Provavelmente esse é um dos melhores posts da blogosfera a respeito do assunto. A Cathy O’Neil toca na ferida de muitos dos Vendedores Engenheiros de Vendas no que tange o alto volume de publicações, posts, e demais White Advertised Papers lançados sobre o Big Data. A questão como um todo merece reflexões em doses homeopáticas, mas seguem abaixo alguns dos interessantes pontos do post:

[…] Unfortunately, this process rarely actually happens the right way, often because the business people ask their data people the wrong questions to being with, and since they think of their data people as little more than pieces of software – data in, magic out – they don’t get their data people sufficiently involved with working on something that data can address.[…]

[…] Also, since there are absolutely no standards for what constitutes a data scientist, and anyone who’s taken a machine learning class at college can claim to be one, the data scientists walking around often have no clue how to actually form the right questions to ask anyway. They are lopsided data people, and only know how to answer already well-defined questions like the ones that Kaggle comes up with. That’s less than half of what a good data scientist does, but people have no idea what a good data scientist does.[…]

[…] Here’s what I see happening. People have invested some real money in data, and they’ve gotten burned with a lack of medium-term results. Now they’re getting impatient for proof that data is an appropriate place to invest what little money their VC’s have offered them. That means they want really short-term results, which means they’re lowballing data science expertise, which means they only attract people who’ve taken one machine learning class and fancy themselves experts.[…]
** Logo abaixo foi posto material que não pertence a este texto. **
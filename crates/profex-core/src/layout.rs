//! Spatial layout analysis: visual rows and billing/shipping panels.
//!
//! Blocks arrive unordered; every notion of "same line" or "left panel"
//! is derived here from bounding boxes alone.

use regex::Regex;

use crate::models::block::Block;
use crate::text::match_form;

/// Horizontal tolerance when splitting a page at the shipping header.
const PANEL_X_MARGIN: f64 = 5.0;
/// Vertical tolerance above the shipping header for the billing panel.
const PANEL_Y_MARGIN: f64 = 6.0;

/// Blocks sharing vertical extent, ordered left to right.
#[derive(Debug, Clone)]
pub struct Row<'a> {
    /// Member blocks, sorted by `x0`.
    pub blocks: Vec<&'a Block>,
}

impl<'a> Row<'a> {
    /// Space-joined text of the row in reading order.
    pub fn text(&self) -> String {
        let joined = self
            .blocks
            .iter()
            .map(|b| b.text.trim())
            .collect::<Vec<_>>()
            .join(" ");
        joined.trim().to_string()
    }

    /// Bounding box of the leftmost block, used as the row's anchor
    /// when comparing rows against each other.
    pub fn lead_bbox(&self) -> [f64; 4] {
        self.blocks[0].bbox
    }
}

/// Vertical-overlap ratio of two bounding boxes: intersection height
/// over the taller of the two heights. 0.0 for disjoint boxes, 1.0 for
/// a box against itself.
pub fn y_overlap_ratio(a: &[f64; 4], b: &[f64; 4]) -> f64 {
    let inter = (a[3].min(b[3]) - a[1].max(b[1])).max(0.0);
    let denom = (a[3] - a[1]).max(b[3] - b[1]).max(1e-6);
    inter / denom
}

/// Group blocks into visual rows by vertical overlap.
///
/// Greedy single-pass clustering: blocks are visited in `(y0, x0)`
/// order and join the first existing row whose seed block overlaps
/// vertically by at least `overlap_min`, else start a new row. Ties go
/// to the earliest row. Each row is left-to-right sorted afterwards.
pub fn group_rows<'a>(blocks: impl IntoIterator<Item = &'a Block>, overlap_min: f64) -> Vec<Row<'a>> {
    let mut ordered: Vec<&Block> = blocks.into_iter().collect();
    ordered.sort_by(|a, b| {
        (a.y0(), a.x0())
            .partial_cmp(&(b.y0(), b.x0()))
            .unwrap_or(std::cmp::Ordering::Equal)
    });

    let mut rows: Vec<Vec<&Block>> = Vec::new();
    let mut seeds: Vec<[f64; 4]> = Vec::new();
    for block in ordered {
        let mut placed = false;
        for (row, seed) in rows.iter_mut().zip(&seeds) {
            if y_overlap_ratio(&block.bbox, seed) >= overlap_min {
                row.push(block);
                placed = true;
                break;
            }
        }
        if !placed {
            seeds.push(block.bbox);
            rows.push(vec![block]);
        }
    }

    rows.into_iter()
        .map(|mut blocks| {
            blocks.sort_by(|a, b| a.x0().partial_cmp(&b.x0()).unwrap_or(std::cmp::Ordering::Equal));
            Row { blocks }
        })
        .collect()
}

/// Row texts of a panel, top to bottom.
pub fn row_texts(panel: &[&Block], overlap_min: f64) -> Vec<String> {
    group_rows(panel.iter().copied(), overlap_min)
        .iter()
        .map(Row::text)
        .collect()
}

/// Locate the shipping-address header block, if any.
///
/// Matching is done on the match-normal form of the block text so the
/// header survives accent loss and ragged spacing. With several
/// candidates the topmost-then-leftmost one on the lowest page wins.
pub fn find_shipping_header<'a>(blocks: &'a [Block], header_rx: &Regex) -> Option<&'a Block> {
    blocks
        .iter()
        .filter(|b| header_rx.is_match(&match_form(&b.text)))
        .min_by(|a, b| {
            (a.page, a.y0(), a.x0())
                .partial_cmp(&(b.page, b.y0(), b.x0()))
                .unwrap_or(std::cmp::Ordering::Equal)
        })
}

/// All blocks of the header's page at or right of the header's x
/// origin, with a small tolerance. Empty when no header exists.
pub fn shipping_panel<'a>(blocks: &'a [Block], header_rx: &Regex) -> Vec<&'a Block> {
    let Some(hdr) = find_shipping_header(blocks, header_rx) else {
        return Vec::new();
    };
    let split_x = hdr.x0();
    blocks
        .iter()
        .filter(|b| b.page == hdr.page && b.x0() >= split_x - PANEL_X_MARGIN)
        .collect()
}

/// Blocks of the billing panel: left of the shipping header, no higher
/// than it, and above the first OBSERVATIONS marker when one exists on
/// the page. Empty when no header exists.
pub fn billing_panel<'a>(
    blocks: &'a [Block],
    header_rx: &Regex,
    observations_rx: &Regex,
) -> Vec<&'a Block> {
    let Some(hdr) = find_shipping_header(blocks, header_rx) else {
        return Vec::new();
    };
    let split_x = hdr.x0();
    let y_min = hdr.y0() - PANEL_Y_MARGIN;
    let y_max = blocks
        .iter()
        .filter(|b| b.page == hdr.page && observations_rx.is_match(&match_form(&b.text)))
        .map(|b| b.y0())
        .fold(f64::INFINITY, f64::min);

    blocks
        .iter()
        .filter(|b| {
            b.page == hdr.page && b.x1() <= split_x + PANEL_X_MARGIN && b.y0() >= y_min && b.y0() < y_max
        })
        .collect()
}

#[cfg(test)]
mod tests {
    use super::*;
    use pretty_assertions::assert_eq;

    fn block(text: &str, bbox: [f64; 4]) -> Block {
        Block::new(text, bbox)
    }

    #[test]
    fn test_overlap_ratio() {
        assert_eq!(y_overlap_ratio(&[0.0, 0.0, 10.0, 10.0], &[0.0, 0.0, 10.0, 10.0]), 1.0);
        assert_eq!(y_overlap_ratio(&[0.0, 0.0, 10.0, 10.0], &[0.0, 20.0, 10.0, 30.0]), 0.0);
        // 5 units shared out of a 10-unit taller box
        assert_eq!(y_overlap_ratio(&[0.0, 0.0, 10.0, 10.0], &[0.0, 5.0, 10.0, 15.0]), 0.5);
    }

    #[test]
    fn test_group_rows_merges_overlapping() {
        let blocks = vec![
            block("right", [100.0, 10.0, 140.0, 22.0]),
            block("left", [10.0, 11.0, 50.0, 23.0]),
            block("below", [10.0, 40.0, 50.0, 52.0]),
        ];
        let rows = group_rows(&blocks, 0.55);
        assert_eq!(rows.len(), 2);
        assert_eq!(rows[0].text(), "left right");
        assert_eq!(rows[1].text(), "below");
    }

    #[test]
    fn test_group_rows_zero_overlap_splits() {
        let blocks = vec![
            block("a", [0.0, 0.0, 10.0, 10.0]),
            block("b", [0.0, 10.0, 10.0, 20.0]),
        ];
        let rows = group_rows(&blocks, 0.55);
        assert_eq!(rows.len(), 2);
    }

    #[test]
    fn test_group_rows_empty() {
        let rows = group_rows(&[], 0.55);
        assert!(rows.is_empty());
    }

    #[test]
    fn test_shipping_header_accent_insensitive() {
        let header_rx = Regex::new(r"(?i)DIRECCION\s+ENVIO\s+MERCANCIA").unwrap();
        let blocks = vec![
            block("DIRECCIÓN  ENVÍO\u{00a0}MERCANCÍA", [300.0, 50.0, 420.0, 62.0]),
            block("ACME CORP", [10.0, 80.0, 90.0, 92.0]),
        ];
        let hdr = find_shipping_header(&blocks, &header_rx).unwrap();
        assert_eq!(hdr.x0(), 300.0);
    }

    #[test]
    fn test_panels_split_at_header() {
        let header_rx = Regex::new(r"(?i)GOODS\s+DELIVERY\s+ADDRESS").unwrap();
        let obs_rx = Regex::new(r"(?i)\bOBSERVACIONES\b").unwrap();
        let blocks = vec![
            block("GOODS DELIVERY ADDRESS", [300.0, 50.0, 440.0, 62.0]),
            block("ACME CORP", [10.0, 80.0, 120.0, 92.0]),
            block("SHIP-TO SRL", [310.0, 80.0, 430.0, 92.0]),
            block("OBSERVACIONES", [10.0, 200.0, 120.0, 212.0]),
            block("below the cut", [10.0, 230.0, 120.0, 242.0]),
        ];
        let ship = shipping_panel(&blocks, &header_rx);
        assert_eq!(ship.len(), 2); // header itself plus SHIP-TO SRL
        let bill = billing_panel(&blocks, &header_rx, &obs_rx);
        assert_eq!(bill.len(), 1);
        assert_eq!(bill[0].text, "ACME CORP");
    }

    #[test]
    fn test_panels_empty_without_header() {
        let header_rx = Regex::new(r"(?i)GOODS\s+DELIVERY\s+ADDRESS").unwrap();
        let obs_rx = Regex::new(r"(?i)\bOBSERVACIONES\b").unwrap();
        let blocks = vec![block("just text", [0.0, 0.0, 10.0, 10.0])];
        assert!(shipping_panel(&blocks, &header_rx).is_empty());
        assert!(billing_panel(&blocks, &header_rx, &obs_rx).is_empty());
    }
}
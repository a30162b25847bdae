//! CLI for proforma invoice field extraction.

mod commands;

use clap::{Parser, Subcommand};
use tracing::Level;
use tracing_subscriber::FmtSubscriber;

use commands::{batch, config, extract};

/// Proforma invoice field extraction from positioned text blocks
#[derive(Parser)]
#[command(name = "profex")]
#[command(author, version, about, long_about = None)]
struct Cli {
    /// Enable verbose output
    #[arg(short, long, action = clap::ArgAction::Count)]
    verbose: u8,

    /// Path to config file
    #[arg(short, long, global = true)]
    config: Option<String>,

    #[command(subcommand)]
    command: Commands,
}

#[derive(Subcommand)]
enum Commands {
    /// Extract fields from a single block file
    Extract(extract::ExtractArgs),

    /// Extract fields from multiple block files
    Batch(batch::BatchArgs),

    /// Manage configuration
    Config(config::ConfigArgs),
}

fn main() -> anyhow::Result<()> {
    let cli = Cli::parse();

    // Set up logging based on verbosity
    let level = match cli.verbose {
        0 => Level::WARN,
        1 => Level::INFO,
        2 => Level::DEBUG,
        _ => Level::TRACE,
    };

    let subscriber = FmtSubscriber::builder()
        .with_max_level(level)
        .with_target(false)
        .finish();

    tracing::subscriber::set_global_default(subscriber)?;

    // Execute command
    match cli.command {
        Commands::Extract(args) => extract::run(args, cli.config.as_deref()),
        Commands::Batch(args) => batch::run(args, cli.config.as_deref()),
        Commands::Config(args) => config::run(args),
    }
}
[…] In other words, data science expertise has been commodified, and it’s a race to the bottom. Who will solve my business-critical data problem on a short-term consulting basis for less than $5000? Less than $4000?[…]

[…] My forecast is that, once the hype wave of big data is dead and gone, there will emerge reasonable standards of what a data scientist should actually be able to do, and moreover a standard of when and how to hire a good one. It’ll be a rubrik, and possibly some tests, of both problem solving and communication.[…]